9-ING-41 blocks TGF-β mediated fibroblast to myofibroblast transition. Fibroblasts (normal, A,B and IPF, C,D) were treated with various doses of 9-ING-41 (10-0.5 µM) in serum free media. Cells were then treated with TGF-β for 48 h. Conditioned medias and cell lysates were then resolved by SDS-PAGE and immunoblotted for collagen (Col-1), α-SMA, GSK-3β, and tyrosine-216 phosphorylated GSK-3β. Under control conditions, TGF-β induced Col-1 and α-SMA protein in NF and IPF fibroblasts (A and C). 9-ING-41 (10 and 5 µM) significantly blocked TGF-β mediated induction of α-SMA and Col-1 in NF and IPF cells.
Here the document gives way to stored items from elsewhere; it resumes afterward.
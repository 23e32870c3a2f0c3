use glam::{Mat4, Vec3, Vec4};

/// A free-look camera.
///
/// Orientation is stored as a rotation matrix; `front`, `right` and `up` are
/// derived from it every time the rotation changes. Orthographic cameras use
/// `fov` as the vertical extent of the view volume unless an explicit
/// projection has been installed with [`Camera::set_projection`].
#[derive(Clone, Debug)]
pub struct Camera {
    pub position: Vec3,
    pub rotation: Mat4,
    pub front: Vec3,
    pub right: Vec3,
    pub up: Vec3,
    pub zoom: f32,
    pub near: f32,
    pub far: f32,
    pub perspective: bool,
    fov: f32,
    aspect: f32,
    projection: Option<Mat4>,
}

impl Camera {
    pub fn new(position: Vec3, fov: f32) -> Self {
        let mut camera = Self {
            position,
            rotation: Mat4::IDENTITY,
            front: Vec3::NEG_Z,
            right: Vec3::X,
            up: Vec3::Y,
            zoom: 1.0,
            near: 0.05,
            far: 1500.0,
            perspective: true,
            fov,
            aspect: 1.0,
            projection: None,
        };
        camera.update_vectors();
        camera
    }

    /// Applies a rotation around Z, then Y, then X on top of the current one.
    pub fn rotate(&mut self, x: f32, y: f32, z: f32) {
        self.rotation = self.rotation
            * Mat4::from_rotation_z(z)
            * Mat4::from_rotation_y(y)
            * Mat4::from_rotation_x(x);
        self.update_vectors();
    }

    pub fn set_rotation(&mut self, rotation: Mat4) {
        self.rotation = rotation;
        self.update_vectors();
    }

    pub fn update_vectors(&mut self) {
        let rotation = self.rotation;
        let axis = |direction: Vec3| rotation.transform_vector3(direction).normalize_or_zero();
        self.front = axis(Vec3::NEG_Z);
        self.right = axis(Vec3::X);
        self.up = axis(Vec3::Y);
    }

    pub fn fov(&self) -> f32 {
        self.fov
    }

    pub fn set_fov(&mut self, fov: f32) {
        self.fov = fov;
    }

    pub fn aspect_ratio(&self) -> f32 {
        self.aspect
    }

    pub fn set_aspect_ratio(&mut self, aspect: f32) {
        if aspect.is_finite() && aspect > 0.0 {
            self.aspect = aspect;
        }
    }

    /// Installs an explicit projection that overrides the one derived from
    /// fov/aspect/near/far.
    pub fn set_projection(&mut self, projection: Mat4) {
        self.projection = Some(projection);
    }

    pub fn reset_projection(&mut self) {
        self.projection = None;
    }

    pub fn projection(&self) -> Mat4 {
        if let Some(projection) = self.projection {
            return projection;
        }
        if self.perspective {
            Mat4::perspective_rh(self.fov * self.zoom, self.aspect, self.near, self.far)
        } else {
            let height = self.fov * self.zoom;
            let width = height * self.aspect;
            Mat4::orthographic_rh(0.0, width, 0.0, height, self.near, self.far)
        }
    }

    /// View matrix; `with_position == false` keeps only the orientation, which
    /// is what sky rendering wants.
    pub fn view(&self, with_position: bool) -> Mat4 {
        if with_position {
            Mat4::look_at_rh(self.position, self.position + self.front, self.up)
        } else {
            Mat4::look_at_rh(Vec3::ZERO, self.front, self.up)
        }
    }

    pub fn proj_view(&self, with_position: bool) -> Mat4 {
        self.projection() * self.view(with_position)
    }

    /// Transforms a world-space point into this camera's view space.
    pub fn to_view_space(&self, point: Vec3) -> Vec4 {
        self.view(true) * point.extend(1.0)
    }
}

impl Default for Camera {
    fn default() -> Self {
        Self::new(Vec3::ZERO, 90f32.to_radians())
    }
}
Tyr-216 phosphorylation of GSK-3β (pGSKt) was likewise reduced by pretreatment with 9-ING-41 in both NF and IPF fibroblasts. Graphed data are the means of n = 3 independent experiments. Images are representative of 3–4 independent experiments. Total RNA was isolated from TGF-β treated cells in the presence or absence varying doses 9-ING-41 (10–0.5 µM). Changes in α-SMA and collagen 1 expression were then determined by qPCR analyses (B and D). GAPDH was used as the reference gene. Data are expressed as mean ± SEM. n = 3 independent experiments. *Denotes p < 0.05 compared to TGF-β control. Normal (E) and IPF (F) fibroblasts were treated with varying doses of TDZD-8 (40-5 µM) prior to the addition of TGF-β. Cell lysates and conditioned media were then resolved via SDS-PAGE and probed for changes α-SMA and collagen. β-actin was the loading control. TDZD-8 modestly reduced α-SMA and collagen induction by TGF-β at the highest dose (40 µM). Images are representative of two independent experiments.